> [Data section]:
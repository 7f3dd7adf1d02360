//! Memory counters from `/proc/meminfo`.

use crate::paths::PATH_PROC_MEMINFO;
use crate::{Error, Prober, Result};
use serde::Serialize;
use std::str::FromStr;

/// Unit for reported memory sizes. The kernel reports KiB.
#[derive(Debug, Clone, Copy, PartialEq, Eq, Default, Serialize)]
#[serde(rename_all = "lowercase")]
pub enum MemoryUnit {
    B,
    #[default]
    Kb,
    Mb,
}

impl MemoryUnit {
    /// Converts a KiB count into this unit.
    pub fn from_kib(&self, kib: u64) -> u64 {
        match self {
            MemoryUnit::B => kib.saturating_mul(1024),
            MemoryUnit::Kb => kib,
            MemoryUnit::Mb => kib / 1024,
        }
    }
}

impl FromStr for MemoryUnit {
    type Err = Error;

    fn from_str(s: &str) -> Result<Self> {
        match s.trim().to_lowercase().as_str() {
            "b" => Ok(MemoryUnit::B),
            "kb" => Ok(MemoryUnit::Kb),
            "mb" => Ok(MemoryUnit::Mb),
            _ => Err(Error::InvalidMemoryUnit(s.to_string())),
        }
    }
}

impl std::fmt::Display for MemoryUnit {
    fn fmt(&self, f: &mut std::fmt::Formatter<'_>) -> std::fmt::Result {
        match self {
            MemoryUnit::B => write!(f, "B"),
            MemoryUnit::Kb => write!(f, "KB"),
            MemoryUnit::Mb => write!(f, "MB"),
        }
    }
}

/// Total, free and cached memory in one unit.
#[derive(Debug, Clone, Copy, PartialEq, Eq, Default, Serialize)]
pub struct MemoryInfo {
    pub unit: MemoryUnit,
    pub total: u64,
    pub free: u64,
    pub cached: u64,
}

impl MemoryInfo {
    /// Parses `/proc/meminfo`. Missing or garbage counters read as zero.
    pub fn parse(content: &str, unit: MemoryUnit) -> Self {
        let mut info = MemoryInfo {
            unit,
            ..Default::default()
        };

        for line in content.lines() {
            let Some((key, value)) = line.split_once(':') else {
                continue;
            };
            let kib = parse_kib(value);
            match key.trim() {
                "MemTotal" => info.total = unit.from_kib(kib),
                "MemFree" => info.free = unit.from_kib(kib),
                "Cached" => info.cached = unit.from_kib(kib),
                _ => {}
            }
        }

        info
    }

    /// Reads memory counters; an unreadable file yields zeros.
    pub async fn read(prober: &Prober, unit: MemoryUnit) -> Self {
        match prober.read_text(PATH_PROC_MEMINFO).await {
            Some(content) => Self::parse(&content, unit),
            None => MemoryInfo {
                unit,
                ..Default::default()
            },
        }
    }
}

/// Negative or unparseable values clamp to zero.
fn parse_kib(value: &str) -> u64 {
    value
        .trim()
        .trim_end_matches("kB")
        .trim()
        .parse::<i64>()
        .map(|v| v.max(0) as u64)
        .unwrap_or(0)
}

#[cfg(test)]
mod tests {
    use super::*;
    use crate::testing::{MemoryReader, ScriptedExecutor};
    use std::sync::Arc;

    const MEMINFO: &str = "MemTotal:       16314260 kB\n\
                           MemFree:         1024000 kB\n\
                           MemAvailable:    8000000 kB\n\
                           Buffers:          300000 kB\n\
                           Cached:          4096000 kB\n\
                           SwapCached:          512 kB\n";

    #[test]
    fn test_parse_units() {
        let kb = MemoryInfo::parse(MEMINFO, MemoryUnit::Kb);
        assert_eq!(kb.total, 16314260);
        assert_eq!(kb.free, 1024000);
        assert_eq!(kb.cached, 4096000);

        let mb = MemoryInfo::parse(MEMINFO, MemoryUnit::Mb);
        assert_eq!(mb.free, 1000);
        assert_eq!(mb.cached, 4000);

        let b = MemoryInfo::parse(MEMINFO, MemoryUnit::B);
        assert_eq!(b.free, 1024000 * 1024);
    }

    #[test]
    fn test_garbage_clamps_to_zero() {
        let info = MemoryInfo::parse("MemTotal: -5 kB\nMemFree: lots\n", MemoryUnit::Kb);
        assert_eq!(info.total, 0);
        assert_eq!(info.free, 0);
        assert_eq!(info.cached, 0);
    }

    #[test]
    fn test_unit_from_str() {
        assert_eq!("MB".parse::<MemoryUnit>().unwrap(), MemoryUnit::Mb);
        assert_eq!("b".parse::<MemoryUnit>().unwrap(), MemoryUnit::B);
        assert!(matches!(
            "gb".parse::<MemoryUnit>(),
            Err(Error::InvalidMemoryUnit(_))
        ));
    }

    #[tokio::test]
    async fn test_read_unreadable_is_zero() {
        let prober = Prober::new(
            Arc::new(MemoryReader::new()),
            Arc::new(ScriptedExecutor::unavailable()),
        );
        let info = MemoryInfo::read(&prober, MemoryUnit::Mb).await;
        assert_eq!(info.total, 0);
        assert_eq!(info.unit, MemoryUnit::Mb);
    }

    #[tokio::test]
    async fn test_read_direct() {
        let prober = Prober::new(
            Arc::new(MemoryReader::new().with_file(PATH_PROC_MEMINFO, MEMINFO)),
            Arc::new(ScriptedExecutor::unavailable()),
        );
        let info = MemoryInfo::read(&prober, MemoryUnit::Kb).await;
        assert_eq!(info.total, 16314260);
    }
}
//! In-memory collaborators for tests.
//!
//! [`MemoryReader`] stands in for the filesystem and [`ScriptedExecutor`]
//! for the root shell, so acquisition can be exercised without privileges.

use crate::privileged::cat_command;
use crate::reader::FileReader;
use crate::shell::{CommandExecutor, CommandHandle, ShellEvent};
use std::collections::{HashMap, HashSet};
use std::sync::atomic::{AtomicU64, AtomicUsize, Ordering};
use std::sync::Mutex;
use tokio::sync::mpsc;

/// A [`FileReader`] over an in-memory map of paths.
#[derive(Debug, Default)]
pub struct MemoryReader {
    files: Mutex<HashMap<String, String>>,
    dirs: Mutex<HashSet<String>>,
    reads: AtomicUsize,
}

impl MemoryReader {
    pub fn new() -> Self {
        Self::default()
    }

    pub fn with_file(self, path: &str, content: &str) -> Self {
        self.insert(path, content);
        self
    }

    pub fn with_dir(self, path: &str) -> Self {
        if let Ok(mut dirs) = self.dirs.lock() {
            dirs.insert(path.trim_end_matches('/').to_string());
        }
        self
    }

    pub fn insert(&self, path: &str, content: &str) {
        if let Ok(mut files) = self.files.lock() {
            files.insert(path.to_string(), content.to_string());
        }
    }

    pub fn remove(&self, path: &str) {
        if let Ok(mut files) = self.files.lock() {
            files.remove(path);
        }
    }

    /// Number of read attempts, successful or not.
    pub fn read_count(&self) -> usize {
        self.reads.load(Ordering::SeqCst)
    }

    fn lookup(&self, path: &str) -> Option<String> {
        self.reads.fetch_add(1, Ordering::SeqCst);
        self.files.lock().ok()?.get(path).cloned()
    }
}

impl FileReader for MemoryReader {
    fn read(&self, path: &str) -> Option<String> {
        self.lookup(path).map(|content| content.trim().to_string())
    }

    fn read_line(&self, path: &str) -> Option<String> {
        self.lookup(path)
            .map(|content| content.lines().next().unwrap_or("").trim().to_string())
    }

    fn exists(&self, path: &str) -> bool {
        let path = path.trim_end_matches('/');
        if path.is_empty() {
            return false;
        }
        let prefix = format!("{}/", path);
        let in_dirs = self
            .dirs
            .lock()
            .map(|dirs| dirs.iter().any(|d| d == path || d.starts_with(&prefix)))
            .unwrap_or(false);
        let in_files = self
            .files
            .lock()
            .map(|files| files.keys().any(|f| f == path || f.starts_with(&prefix)))
            .unwrap_or(false);
        in_dirs || in_files
    }
}

/// A [`CommandExecutor`] with canned responses.
///
/// `cat` of a registered file prints its lines and exits 0; anything
/// unregistered exits 1 with no output. Completions are delivered from a
/// separate thread, like a real shell's reader.
#[derive(Debug, Default)]
pub struct ScriptedExecutor {
    available: bool,
    refuse_after: Option<usize>,
    hold: bool,
    responses: Mutex<HashMap<String, String>>,
    commands: Mutex<Vec<String>>,
    held: Mutex<Vec<mpsc::UnboundedSender<ShellEvent>>>,
    next_id: AtomicU64,
}

impl ScriptedExecutor {
    /// Privilege available, every command accepted.
    pub fn available() -> Self {
        Self {
            available: true,
            ..Self::default()
        }
    }

    /// No privilege at all.
    pub fn unavailable() -> Self {
        Self::default()
    }

    /// Reports privilege but never hands out a handle.
    pub fn refusing() -> Self {
        Self::available().refuse_after(0)
    }

    /// Accepts `count` commands, then refuses.
    pub fn refuse_after(mut self, count: usize) -> Self {
        self.refuse_after = Some(count);
        self
    }

    /// Accepts commands but never completes them.
    pub fn holding(mut self) -> Self {
        self.hold = true;
        self
    }

    /// Registers the content of a file for `cat`.
    pub fn with_file(self, path: &str, content: &str) -> Self {
        self.with_script(&cat_command(path), content)
    }

    /// Registers the output of an exact command.
    pub fn with_script(self, command: &str, output: &str) -> Self {
        if let Ok(mut responses) = self.responses.lock() {
            responses.insert(command.to_string(), output.to_string());
        }
        self
    }

    /// Every accepted command, in issue order.
    pub fn commands(&self) -> Vec<String> {
        self.commands
            .lock()
            .map(|commands| commands.clone())
            .unwrap_or_default()
    }
}

impl CommandExecutor for ScriptedExecutor {
    fn is_available(&self) -> bool {
        self.available
    }

    fn execute(&self, command: &str) -> Option<CommandHandle> {
        if !self.available {
            return None;
        }

        let mut commands = self.commands.lock().ok()?;
        if self.refuse_after.is_some_and(|limit| commands.len() >= limit) {
            return None;
        }
        commands.push(command.to_string());
        drop(commands);

        let id = self.next_id.fetch_add(1, Ordering::SeqCst);
        let (tx, handle) = CommandHandle::channel(id);

        if self.hold {
            self.held.lock().ok()?.push(tx);
            return Some(handle);
        }

        let response = self.responses.lock().ok()?.get(command).cloned();
        std::thread::spawn(move || match response {
            Some(output) => {
                for line in output.lines() {
                    let _ = tx.send(ShellEvent::Output(line.to_string()));
                }
                let _ = tx.send(ShellEvent::Completed(0));
            }
            None => {
                let _ = tx.send(ShellEvent::Completed(1));
            }
        });

        Some(handle)
    }
}
/// Runs shell commands with elevated privileges.
pub trait CommandExecutor: Send + Sync {
    /// Whether privileged execution is currently possible.
    fn is_available(&self) -> bool;

    /// Issues a command. `None` means the executor could not be engaged.
    fn execute(&self, command: &str) -> Option<CommandHandle>;
}

/// How to start the root shell.
#[derive(Debug, Clone, PartialEq, Eq)]
pub struct ShellConfig {
    /// Elevation program, normally `su`.
    pub program: String,
    /// Extra arguments for the program.
    pub args: Vec<String>,
    /// Binaries whose presence means elevation is possible.
    pub su_paths: Vec<String>,
}

impl Default for ShellConfig {
    fn default() -> Self {
        Self {
            program: "su".to_string(),
            args: Vec::new(),
            su_paths: DEFAULT_SU_PATHS.iter().map(|s| s.to_string()).collect(),
        }
    }
}

/// Whether the process already runs as root.
pub fn is_root() -> bool {
    unsafe { libc::geteuid() == 0 }
}

struct PendingCommand {
    id: u64,
    events: mpsc::UnboundedSender<ShellEvent>,
}

/// Commands awaiting output, oldest first.
#[derive(Default)]
struct OutputRouter {
    queue: VecDeque<PendingCommand>,
    /// A blank line seen but not yet forwarded. The marker is preceded by
    /// one blank line of its own, so the last blank before it is dropped.
    held_blank: bool,
}

impl OutputRouter {
    fn send_front(&self, event: ShellEvent) {
        match self.queue.front() {
            Some(command) => {
                let _ = command.events.send(event);
            }
            None => debug!("Discarding unsolicited shell output"),
        }
    }

    fn clear(&mut self) {
        self.queue.clear();
        self.held_blank = false;
    }
}

type PendingQueue = Arc<Mutex<OutputRouter>>;

struct Session {
    child: Child,
    stdin: ChildStdin,
    pending: PendingQueue,
    alive: Arc<AtomicBool>,
}

impl Session {
    fn spawn(program: &str, args: &[String]) -> Result<Self> {
        let mut child = Command::new(program)
            .args(args)
            .stdin(Stdio::piped())
            .stdout(Stdio::piped())
            .stderr(Stdio::null())
            .spawn()
            .map_err(|source| Error::ShellSpawn {
                program: program.to_string(),
                source,
            })?;

        let stdin = child.stdin.take().ok_or(Error::ShellClosed)?;
        let stdout = child.stdout.take().ok_or(Error::ShellClosed)?;

        let pending: PendingQueue = Arc::new(Mutex::new(OutputRouter::default()));
        let alive = Arc::new(AtomicBool::new(true));

        let thread_pending = Arc::clone(&pending);
        let thread_alive = Arc::clone(&alive);
        std::thread::Builder::new()
            .name("hwprobe-shell".to_string())
            .spawn(move || {
                let reader = BufReader::new(stdout);
                for line in reader.lines() {
                    match line {
                        Ok(line) => dispatch_line(&thread_pending, &line),
                        Err(e) => {
                            warn!("Shell output error: {}", e);
                            break;
                        }
                    }
                }
                thread_alive.store(false, Ordering::SeqCst);
                // Dropping the senders closes every outstanding handle.
                lock(&thread_pending).clear();
                debug!("Shell output reader finished");
            })
            .map_err(Error::ShellIo)?;

        info!("Opened privileged shell session via {}", program);
        Ok(Self {
            child,
            stdin,
            pending,
            alive,
        })
    }

    fn is_alive(&self) -> bool {
        self.alive.load(Ordering::SeqCst)
    }

    fn submit(&mut self, id: u64, command: &str) -> Result<CommandHandle> {
        let (tx, handle) = CommandHandle::channel(id);
        lock(&self.pending)
            .queue
            .push_back(PendingCommand { id, events: tx });

        let framed = frame_command(id, command);
        let written = self
            .stdin
            .write_all(framed.as_bytes())
            .and_then(|_| self.stdin.flush());
        if let Err(e) = written {
            lock(&self.pending).queue.retain(|p| p.id != id);
            self.alive.store(false, Ordering::SeqCst);
            return Err(Error::ShellIo(e));
        }

        Ok(handle)
    }
}

impl Drop for Session {
    fn drop(&mut self) {
        let _ = self.child.kill();
        let _ = self.child.wait();
    }
}

fn lock<T>(mutex: &Mutex<T>) -> MutexGuard<'_, T> {
    mutex.lock().unwrap_or_else(|poisoned| poisoned.into_inner())
}

/// Wraps a command so its completion is reported as a marker line.
fn frame_command(id: u64, command: &str) -> String {
    format!(
        "{}\n__rc=$?; printf '\\n{} {} %d\\n' \"$__rc\"\n",
        command, MARKER, id
    )
}

/// Parses a marker line into `(id, exit_code)`.
fn parse_marker(line: &str) -> Option<(u64, i32)> {
    let rest = line.trim().strip_prefix(MARKER)?;
    let mut parts = rest.split_whitespace();
    let id = parts.next()?.parse().ok()?;
    let code = parts.next()?.parse().ok()?;
    Some((id, code))
}

fn dispatch_line(pending: &Mutex<OutputRouter>, line: &str) {
    let mut router = lock(pending);

    if let Some((id, code)) = parse_marker(line) {
        router.held_blank = false;
        while let Some(command) = router.queue.pop_front() {
            if command.id == id {
                let _ = command.events.send(ShellEvent::Completed(code));
                return;
            }
            warn!("Shell command {} completed without a marker", command.id);
        }
        warn!("Marker for unknown shell command {}", id);
        return;
    }

    if router.held_blank {
        router.send_front(ShellEvent::Output(String::new()));
    }
    router.held_blank = line.is_empty();
    if !line.is_empty() {
        router.send_front(ShellEvent::Output(line.to_string()));
    }
}

/// [`CommandExecutor`] backed by a persistent `su` session.
///
/// The session is opened lazily on the first command and re-opened if it
/// exits. When the process is already root a plain `sh` is used.
pub struct RootShell {
    config: ShellConfig,
    session: Mutex<Option<Session>>,
    next_id: AtomicU64,
}

impl RootShell {
    pub fn new(config: ShellConfig) -> Self {
        Self {
            config,
            session: Mutex::new(None),
            next_id: AtomicU64::new(1),
        }
    }

    fn open_session(&self) -> Result<Session> {
        if is_root() {
            Session::spawn("sh", &[])
        } else {
            Session::spawn(&self.config.program, &self.config.args)
        }
    }
}

impl Default for RootShell {
    fn default() -> Self {
        Self::new(ShellConfig::default())
    }
}

impl CommandExecutor for RootShell {
    fn is_available(&self) -> bool {
        is_root() || self.config.su_paths.iter().any(|p| Path::new(p).exists())
    }

    fn execute(&self, command: &str) -> Option<CommandHandle> {
        if !self.is_available() {
            debug!("Privileged execution unavailable");
            return None;
        }

        let mut guard = lock(&self.session);
        if !guard.as_ref().is_some_and(Session::is_alive) {
            *guard = None;
            match self.open_session() {
                Ok(session) => *guard = Some(session),
                Err(e) => {
                    warn!("Failed to open privileged shell: {}", e);
                    return None;
                }
            }
        }

        let session = guard.as_mut()?;
        let id = self.next_id.fetch_add(1, Ordering::SeqCst);
        match session.submit(id, command) {
            Ok(handle) => {
                debug!("Issued shell command {}: {}", id, command);
                Some(handle)
            }
            Err(e) => {
                warn!("Privileged shell write failed: {}", e);
                *guard = None;
                None
            }
        }
    }
}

> [What needs to be done]:
Restate the material word for word, but only from its first line through the line containing "pub fn from_kib(&self, kib: u64)".

> [Answer area]:
repository 7f3dd7adf1d02360
//! Memory counters from `/proc/meminfo`.

use crate::paths::PATH_PROC_MEMINFO;
use crate::{Error, Prober, Result};
use serde::Serialize;
use std::str::FromStr;

/// Unit for reported memory sizes. The kernel reports KiB.
#[derive(Debug, Clone, Copy, PartialEq, Eq, Default, Serialize)]
#[serde(rename_all = "lowercase")]
pub enum MemoryUnit {
    B,
    #[default]
    Kb,
    Mb,
}

impl MemoryUnit {
    /// Converts a KiB count into this unit.
    pub fn from_kib(&self, kib: u64) -> u64 {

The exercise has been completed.